TASK TO CARRY OUT:
For the entries below, the expected answer is the line with "(0x70 => pub", the line with "Word complete flag", and every line between them, exactly as written, and nothing more.

Stored data:
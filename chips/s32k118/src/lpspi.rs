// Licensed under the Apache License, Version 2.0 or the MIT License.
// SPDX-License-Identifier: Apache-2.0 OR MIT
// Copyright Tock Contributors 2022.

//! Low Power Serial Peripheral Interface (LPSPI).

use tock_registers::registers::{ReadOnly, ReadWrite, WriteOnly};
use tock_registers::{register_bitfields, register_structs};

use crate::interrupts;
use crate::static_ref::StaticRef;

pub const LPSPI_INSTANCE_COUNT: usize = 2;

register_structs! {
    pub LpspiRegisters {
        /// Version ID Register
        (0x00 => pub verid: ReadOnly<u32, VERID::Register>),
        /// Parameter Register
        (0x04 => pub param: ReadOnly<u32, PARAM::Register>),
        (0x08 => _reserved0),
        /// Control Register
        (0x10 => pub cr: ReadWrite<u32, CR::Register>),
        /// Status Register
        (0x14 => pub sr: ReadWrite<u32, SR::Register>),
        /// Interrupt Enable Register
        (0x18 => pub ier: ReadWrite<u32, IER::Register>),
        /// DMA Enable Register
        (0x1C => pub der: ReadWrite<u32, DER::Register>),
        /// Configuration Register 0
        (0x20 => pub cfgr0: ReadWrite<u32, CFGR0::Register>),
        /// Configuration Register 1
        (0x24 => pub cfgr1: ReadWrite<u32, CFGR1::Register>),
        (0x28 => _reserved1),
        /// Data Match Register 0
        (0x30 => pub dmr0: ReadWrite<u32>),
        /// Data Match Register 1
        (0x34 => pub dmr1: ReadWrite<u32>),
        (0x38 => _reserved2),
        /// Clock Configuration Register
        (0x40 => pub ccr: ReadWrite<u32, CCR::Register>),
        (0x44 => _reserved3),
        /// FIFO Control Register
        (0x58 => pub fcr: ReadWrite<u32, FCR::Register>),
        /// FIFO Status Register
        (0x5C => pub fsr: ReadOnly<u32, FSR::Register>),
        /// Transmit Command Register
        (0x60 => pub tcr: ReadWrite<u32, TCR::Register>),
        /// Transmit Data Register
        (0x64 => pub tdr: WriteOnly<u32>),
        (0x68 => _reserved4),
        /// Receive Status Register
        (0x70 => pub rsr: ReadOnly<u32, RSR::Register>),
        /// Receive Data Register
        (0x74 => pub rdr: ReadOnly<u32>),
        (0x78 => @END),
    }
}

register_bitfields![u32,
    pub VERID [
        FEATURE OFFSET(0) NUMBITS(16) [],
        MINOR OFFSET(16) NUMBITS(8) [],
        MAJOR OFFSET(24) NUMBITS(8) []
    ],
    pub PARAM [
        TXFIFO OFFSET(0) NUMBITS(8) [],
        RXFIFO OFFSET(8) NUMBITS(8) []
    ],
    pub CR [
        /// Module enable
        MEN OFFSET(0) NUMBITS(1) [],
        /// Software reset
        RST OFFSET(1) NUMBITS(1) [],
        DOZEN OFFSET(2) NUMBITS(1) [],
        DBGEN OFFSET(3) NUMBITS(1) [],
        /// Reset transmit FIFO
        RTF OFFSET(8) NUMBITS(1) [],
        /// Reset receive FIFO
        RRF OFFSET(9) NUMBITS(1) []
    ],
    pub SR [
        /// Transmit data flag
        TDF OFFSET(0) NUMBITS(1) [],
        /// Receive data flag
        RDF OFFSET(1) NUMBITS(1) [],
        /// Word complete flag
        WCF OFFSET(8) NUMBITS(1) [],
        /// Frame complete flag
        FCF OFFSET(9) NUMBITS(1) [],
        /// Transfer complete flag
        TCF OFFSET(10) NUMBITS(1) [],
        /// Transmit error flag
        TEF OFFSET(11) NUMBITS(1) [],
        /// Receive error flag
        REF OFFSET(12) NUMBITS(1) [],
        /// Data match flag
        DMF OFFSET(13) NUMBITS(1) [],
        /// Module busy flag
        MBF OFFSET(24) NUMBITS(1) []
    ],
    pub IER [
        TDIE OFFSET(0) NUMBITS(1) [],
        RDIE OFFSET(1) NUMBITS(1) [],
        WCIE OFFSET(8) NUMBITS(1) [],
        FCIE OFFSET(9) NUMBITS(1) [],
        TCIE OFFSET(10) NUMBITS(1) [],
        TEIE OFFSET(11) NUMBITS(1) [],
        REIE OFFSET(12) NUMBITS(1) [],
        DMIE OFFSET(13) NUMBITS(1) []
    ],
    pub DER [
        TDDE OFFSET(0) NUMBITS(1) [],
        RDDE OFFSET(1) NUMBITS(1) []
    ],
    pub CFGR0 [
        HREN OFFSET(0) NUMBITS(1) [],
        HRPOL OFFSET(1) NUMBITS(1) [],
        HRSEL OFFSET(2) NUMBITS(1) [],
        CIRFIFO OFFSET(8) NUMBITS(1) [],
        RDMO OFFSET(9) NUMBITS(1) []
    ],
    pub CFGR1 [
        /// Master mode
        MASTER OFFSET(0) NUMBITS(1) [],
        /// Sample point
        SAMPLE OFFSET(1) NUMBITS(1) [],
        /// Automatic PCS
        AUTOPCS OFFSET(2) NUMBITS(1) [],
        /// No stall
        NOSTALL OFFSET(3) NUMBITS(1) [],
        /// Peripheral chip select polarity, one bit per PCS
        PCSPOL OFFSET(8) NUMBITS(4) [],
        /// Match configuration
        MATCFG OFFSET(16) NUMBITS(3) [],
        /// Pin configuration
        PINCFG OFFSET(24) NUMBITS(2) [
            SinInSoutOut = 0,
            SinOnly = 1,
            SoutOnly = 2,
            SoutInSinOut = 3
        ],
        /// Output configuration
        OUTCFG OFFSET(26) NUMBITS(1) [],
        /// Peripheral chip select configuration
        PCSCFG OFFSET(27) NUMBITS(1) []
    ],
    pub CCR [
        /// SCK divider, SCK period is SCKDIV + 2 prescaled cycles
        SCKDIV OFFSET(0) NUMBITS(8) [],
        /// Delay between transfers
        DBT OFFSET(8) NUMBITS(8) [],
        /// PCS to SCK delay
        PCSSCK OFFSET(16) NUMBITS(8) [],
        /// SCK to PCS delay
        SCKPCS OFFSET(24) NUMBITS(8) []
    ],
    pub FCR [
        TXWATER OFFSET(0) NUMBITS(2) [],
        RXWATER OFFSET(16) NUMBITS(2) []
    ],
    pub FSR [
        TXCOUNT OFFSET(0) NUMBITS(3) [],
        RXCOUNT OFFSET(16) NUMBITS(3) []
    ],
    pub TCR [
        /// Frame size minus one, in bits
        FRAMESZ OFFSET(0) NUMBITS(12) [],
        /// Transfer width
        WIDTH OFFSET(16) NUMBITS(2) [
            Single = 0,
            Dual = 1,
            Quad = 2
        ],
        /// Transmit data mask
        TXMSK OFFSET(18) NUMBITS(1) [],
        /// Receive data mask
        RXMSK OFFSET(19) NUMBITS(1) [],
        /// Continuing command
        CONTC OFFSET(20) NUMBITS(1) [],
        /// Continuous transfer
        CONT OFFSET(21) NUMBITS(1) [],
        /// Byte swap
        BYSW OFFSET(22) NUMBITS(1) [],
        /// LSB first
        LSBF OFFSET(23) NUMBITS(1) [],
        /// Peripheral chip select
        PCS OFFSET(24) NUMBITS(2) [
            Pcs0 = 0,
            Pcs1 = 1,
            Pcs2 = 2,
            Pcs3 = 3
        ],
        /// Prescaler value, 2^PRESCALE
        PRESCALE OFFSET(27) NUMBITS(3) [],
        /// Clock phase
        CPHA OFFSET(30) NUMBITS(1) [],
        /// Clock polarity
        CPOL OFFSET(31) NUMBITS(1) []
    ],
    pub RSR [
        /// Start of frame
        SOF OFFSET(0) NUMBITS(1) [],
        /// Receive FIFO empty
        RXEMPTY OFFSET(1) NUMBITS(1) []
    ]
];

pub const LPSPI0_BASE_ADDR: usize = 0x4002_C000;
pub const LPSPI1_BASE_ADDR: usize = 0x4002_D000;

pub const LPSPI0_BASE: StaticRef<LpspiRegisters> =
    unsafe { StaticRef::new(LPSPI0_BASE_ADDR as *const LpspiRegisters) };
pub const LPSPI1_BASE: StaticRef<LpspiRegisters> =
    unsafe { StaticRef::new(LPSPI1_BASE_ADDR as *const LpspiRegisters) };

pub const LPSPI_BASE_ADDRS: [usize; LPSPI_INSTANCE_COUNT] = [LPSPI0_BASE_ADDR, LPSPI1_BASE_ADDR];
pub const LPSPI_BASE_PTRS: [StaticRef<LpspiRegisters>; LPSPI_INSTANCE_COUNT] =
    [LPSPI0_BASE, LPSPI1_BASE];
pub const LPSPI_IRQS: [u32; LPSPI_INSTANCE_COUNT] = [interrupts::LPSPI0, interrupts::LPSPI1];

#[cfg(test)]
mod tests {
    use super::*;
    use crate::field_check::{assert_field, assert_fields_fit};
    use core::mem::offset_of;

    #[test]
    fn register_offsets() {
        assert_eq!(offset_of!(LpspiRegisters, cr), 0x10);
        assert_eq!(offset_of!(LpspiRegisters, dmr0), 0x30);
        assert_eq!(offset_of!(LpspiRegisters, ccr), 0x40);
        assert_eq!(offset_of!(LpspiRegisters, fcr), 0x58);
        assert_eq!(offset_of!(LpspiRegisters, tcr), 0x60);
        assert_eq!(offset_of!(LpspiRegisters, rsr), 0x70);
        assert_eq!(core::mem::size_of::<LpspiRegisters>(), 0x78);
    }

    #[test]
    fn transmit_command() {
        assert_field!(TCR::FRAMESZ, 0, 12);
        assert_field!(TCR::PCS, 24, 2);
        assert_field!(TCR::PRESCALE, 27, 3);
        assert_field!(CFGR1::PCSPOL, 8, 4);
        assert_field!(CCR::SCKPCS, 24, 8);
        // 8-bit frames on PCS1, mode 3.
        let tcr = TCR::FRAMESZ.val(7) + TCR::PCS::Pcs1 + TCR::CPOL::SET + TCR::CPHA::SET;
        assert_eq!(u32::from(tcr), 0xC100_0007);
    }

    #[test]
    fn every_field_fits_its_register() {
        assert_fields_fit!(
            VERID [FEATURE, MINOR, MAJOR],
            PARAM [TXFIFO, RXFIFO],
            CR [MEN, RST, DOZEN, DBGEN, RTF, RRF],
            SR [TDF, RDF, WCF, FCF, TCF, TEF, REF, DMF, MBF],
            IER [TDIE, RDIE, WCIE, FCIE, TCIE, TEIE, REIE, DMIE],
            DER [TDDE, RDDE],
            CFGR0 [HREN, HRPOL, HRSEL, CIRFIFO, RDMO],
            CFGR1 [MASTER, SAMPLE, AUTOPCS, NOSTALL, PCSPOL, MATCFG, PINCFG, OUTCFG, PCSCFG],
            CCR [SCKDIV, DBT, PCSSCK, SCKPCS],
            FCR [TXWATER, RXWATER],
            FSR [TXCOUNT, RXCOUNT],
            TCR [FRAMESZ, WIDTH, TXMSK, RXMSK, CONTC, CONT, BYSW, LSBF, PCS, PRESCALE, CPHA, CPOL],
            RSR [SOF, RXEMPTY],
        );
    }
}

* * *

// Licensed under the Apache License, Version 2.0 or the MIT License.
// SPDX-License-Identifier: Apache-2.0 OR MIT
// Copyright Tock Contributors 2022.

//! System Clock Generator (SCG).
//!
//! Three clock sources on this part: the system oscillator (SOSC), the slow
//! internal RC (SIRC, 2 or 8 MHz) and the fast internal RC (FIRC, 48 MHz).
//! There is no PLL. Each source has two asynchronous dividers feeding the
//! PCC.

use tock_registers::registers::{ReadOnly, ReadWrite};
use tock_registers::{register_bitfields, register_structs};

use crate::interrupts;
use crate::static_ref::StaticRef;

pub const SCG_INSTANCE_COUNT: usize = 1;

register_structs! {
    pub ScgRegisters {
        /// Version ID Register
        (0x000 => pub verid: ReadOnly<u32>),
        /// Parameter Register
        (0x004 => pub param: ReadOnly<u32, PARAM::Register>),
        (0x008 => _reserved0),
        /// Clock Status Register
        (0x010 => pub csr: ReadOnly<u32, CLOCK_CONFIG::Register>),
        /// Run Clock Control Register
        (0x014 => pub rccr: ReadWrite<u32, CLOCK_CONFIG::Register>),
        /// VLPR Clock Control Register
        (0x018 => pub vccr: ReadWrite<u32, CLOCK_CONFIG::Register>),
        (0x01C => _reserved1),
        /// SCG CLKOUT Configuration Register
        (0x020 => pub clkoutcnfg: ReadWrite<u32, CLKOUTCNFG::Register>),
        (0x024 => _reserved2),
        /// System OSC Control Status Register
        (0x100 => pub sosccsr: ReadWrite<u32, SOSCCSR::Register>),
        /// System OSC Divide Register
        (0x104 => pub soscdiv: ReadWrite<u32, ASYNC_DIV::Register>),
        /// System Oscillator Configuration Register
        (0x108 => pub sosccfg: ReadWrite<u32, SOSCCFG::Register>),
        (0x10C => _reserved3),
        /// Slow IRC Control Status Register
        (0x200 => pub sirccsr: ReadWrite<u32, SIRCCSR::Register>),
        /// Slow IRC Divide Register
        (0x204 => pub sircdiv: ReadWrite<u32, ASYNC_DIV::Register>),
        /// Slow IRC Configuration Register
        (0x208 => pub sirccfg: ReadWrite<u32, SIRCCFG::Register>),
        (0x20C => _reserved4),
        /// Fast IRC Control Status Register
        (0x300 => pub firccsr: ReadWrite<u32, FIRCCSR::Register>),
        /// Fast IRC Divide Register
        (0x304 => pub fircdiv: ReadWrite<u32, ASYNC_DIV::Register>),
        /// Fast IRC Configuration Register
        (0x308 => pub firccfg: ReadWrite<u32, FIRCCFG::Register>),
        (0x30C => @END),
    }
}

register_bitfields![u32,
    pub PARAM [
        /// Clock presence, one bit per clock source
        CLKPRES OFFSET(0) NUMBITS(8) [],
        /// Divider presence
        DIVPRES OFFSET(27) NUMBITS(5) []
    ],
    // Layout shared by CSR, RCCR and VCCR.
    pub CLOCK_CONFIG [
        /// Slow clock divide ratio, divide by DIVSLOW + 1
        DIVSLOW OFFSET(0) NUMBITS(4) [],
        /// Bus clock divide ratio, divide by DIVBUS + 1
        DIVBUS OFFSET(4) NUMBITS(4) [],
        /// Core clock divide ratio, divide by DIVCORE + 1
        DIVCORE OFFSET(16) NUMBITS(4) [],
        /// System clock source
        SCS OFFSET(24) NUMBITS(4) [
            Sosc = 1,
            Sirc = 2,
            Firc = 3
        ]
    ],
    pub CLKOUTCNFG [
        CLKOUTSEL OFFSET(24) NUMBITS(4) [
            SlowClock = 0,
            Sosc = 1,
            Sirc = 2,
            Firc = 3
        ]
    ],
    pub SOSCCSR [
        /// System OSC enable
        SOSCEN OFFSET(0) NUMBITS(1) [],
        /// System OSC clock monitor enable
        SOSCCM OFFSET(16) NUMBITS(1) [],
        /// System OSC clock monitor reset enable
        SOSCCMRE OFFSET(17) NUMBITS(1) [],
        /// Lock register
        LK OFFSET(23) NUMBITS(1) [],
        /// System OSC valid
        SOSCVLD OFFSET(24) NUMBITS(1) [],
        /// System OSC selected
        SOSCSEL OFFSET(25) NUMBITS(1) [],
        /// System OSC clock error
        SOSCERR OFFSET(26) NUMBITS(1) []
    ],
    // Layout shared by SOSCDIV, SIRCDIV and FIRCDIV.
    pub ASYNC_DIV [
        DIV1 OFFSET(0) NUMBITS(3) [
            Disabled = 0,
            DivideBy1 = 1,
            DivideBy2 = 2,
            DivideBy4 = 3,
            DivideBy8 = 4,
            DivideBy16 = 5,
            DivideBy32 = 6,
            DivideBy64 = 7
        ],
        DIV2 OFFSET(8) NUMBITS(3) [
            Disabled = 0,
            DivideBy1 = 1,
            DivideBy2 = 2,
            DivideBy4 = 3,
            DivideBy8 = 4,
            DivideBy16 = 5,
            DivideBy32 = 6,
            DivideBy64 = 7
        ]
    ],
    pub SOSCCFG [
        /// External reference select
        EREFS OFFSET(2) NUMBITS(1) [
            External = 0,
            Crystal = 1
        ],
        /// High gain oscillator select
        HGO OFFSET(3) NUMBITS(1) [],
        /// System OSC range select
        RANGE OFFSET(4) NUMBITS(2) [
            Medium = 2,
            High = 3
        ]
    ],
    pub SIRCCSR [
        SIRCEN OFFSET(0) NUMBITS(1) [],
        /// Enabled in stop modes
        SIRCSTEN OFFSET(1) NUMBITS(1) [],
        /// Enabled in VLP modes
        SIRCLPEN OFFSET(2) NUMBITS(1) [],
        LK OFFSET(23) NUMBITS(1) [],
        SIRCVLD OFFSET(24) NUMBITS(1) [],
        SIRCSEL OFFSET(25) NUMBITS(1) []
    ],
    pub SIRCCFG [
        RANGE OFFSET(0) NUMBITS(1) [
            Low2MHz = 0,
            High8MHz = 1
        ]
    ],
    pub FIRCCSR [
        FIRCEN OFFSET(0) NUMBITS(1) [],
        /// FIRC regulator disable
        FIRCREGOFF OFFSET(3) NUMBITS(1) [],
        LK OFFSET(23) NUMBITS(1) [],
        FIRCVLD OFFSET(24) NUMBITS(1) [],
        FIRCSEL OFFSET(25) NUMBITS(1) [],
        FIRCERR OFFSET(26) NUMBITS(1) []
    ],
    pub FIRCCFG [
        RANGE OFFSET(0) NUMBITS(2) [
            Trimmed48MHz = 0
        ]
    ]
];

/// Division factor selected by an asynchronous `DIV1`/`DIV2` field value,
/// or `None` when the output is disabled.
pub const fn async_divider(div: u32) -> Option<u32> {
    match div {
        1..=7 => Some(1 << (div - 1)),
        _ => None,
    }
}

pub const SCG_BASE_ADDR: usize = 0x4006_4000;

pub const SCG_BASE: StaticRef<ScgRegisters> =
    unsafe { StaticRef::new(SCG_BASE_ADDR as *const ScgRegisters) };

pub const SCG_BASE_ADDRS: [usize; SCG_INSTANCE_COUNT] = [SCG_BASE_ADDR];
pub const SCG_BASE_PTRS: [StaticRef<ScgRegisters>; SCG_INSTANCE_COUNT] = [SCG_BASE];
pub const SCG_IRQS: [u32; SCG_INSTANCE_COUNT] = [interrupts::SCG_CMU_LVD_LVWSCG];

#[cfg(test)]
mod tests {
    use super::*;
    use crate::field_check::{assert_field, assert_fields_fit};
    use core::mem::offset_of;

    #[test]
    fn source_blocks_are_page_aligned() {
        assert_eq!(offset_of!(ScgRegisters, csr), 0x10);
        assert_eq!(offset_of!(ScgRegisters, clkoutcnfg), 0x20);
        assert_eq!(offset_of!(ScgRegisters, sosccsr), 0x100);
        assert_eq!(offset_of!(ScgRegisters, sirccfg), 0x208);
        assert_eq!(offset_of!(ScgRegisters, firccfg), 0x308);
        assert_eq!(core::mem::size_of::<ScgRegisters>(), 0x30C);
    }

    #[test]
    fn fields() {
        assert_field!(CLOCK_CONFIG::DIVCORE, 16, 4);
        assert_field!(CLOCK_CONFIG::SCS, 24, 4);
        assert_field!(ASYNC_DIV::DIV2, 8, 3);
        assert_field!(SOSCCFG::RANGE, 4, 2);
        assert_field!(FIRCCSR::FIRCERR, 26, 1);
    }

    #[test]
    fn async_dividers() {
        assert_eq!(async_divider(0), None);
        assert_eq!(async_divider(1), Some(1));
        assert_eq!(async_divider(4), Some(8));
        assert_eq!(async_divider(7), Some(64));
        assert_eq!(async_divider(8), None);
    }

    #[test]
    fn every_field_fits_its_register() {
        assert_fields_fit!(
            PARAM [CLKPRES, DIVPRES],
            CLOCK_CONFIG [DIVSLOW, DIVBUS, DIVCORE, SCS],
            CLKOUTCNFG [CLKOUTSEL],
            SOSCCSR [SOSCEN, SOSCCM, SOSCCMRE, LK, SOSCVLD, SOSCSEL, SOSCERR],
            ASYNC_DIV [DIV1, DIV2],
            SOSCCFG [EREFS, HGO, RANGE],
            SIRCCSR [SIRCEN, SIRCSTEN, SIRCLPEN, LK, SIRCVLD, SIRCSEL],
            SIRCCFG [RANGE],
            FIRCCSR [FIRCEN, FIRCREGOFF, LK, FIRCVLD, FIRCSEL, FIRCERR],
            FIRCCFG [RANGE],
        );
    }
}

SOLUTION TO THIS EXERCISE:
        (0x70 => pub rsr: ReadOnly<u32, RSR::Register>),
        /// Receive Data Register
        (0x74 => pub rdr: ReadOnly<u32>),
        (0x78 => @END),
    }
}

register_bitfields![u32,
    pub VERID [
        FEATURE OFFSET(0) NUMBITS(16) [],
        MINOR OFFSET(16) NUMBITS(8) [],
        MAJOR OFFSET(24) NUMBITS(8) []
    ],
    pub PARAM [
        TXFIFO OFFSET(0) NUMBITS(8) [],
        RXFIFO OFFSET(8) NUMBITS(8) []
    ],
    pub CR [
        /// Module enable
        MEN OFFSET(0) NUMBITS(1) [],
        /// Software reset
        RST OFFSET(1) NUMBITS(1) [],
        DOZEN OFFSET(2) NUMBITS(1) [],
        DBGEN OFFSET(3) NUMBITS(1) [],
        /// Reset transmit FIFO
        RTF OFFSET(8) NUMBITS(1) [],
        /// Reset receive FIFO
        RRF OFFSET(9) NUMBITS(1) []
    ],
    pub SR [
        /// Transmit data flag
        TDF OFFSET(0) NUMBITS(1) [],
        /// Receive data flag
        RDF OFFSET(1) NUMBITS(1) [],
        /// Word complete flag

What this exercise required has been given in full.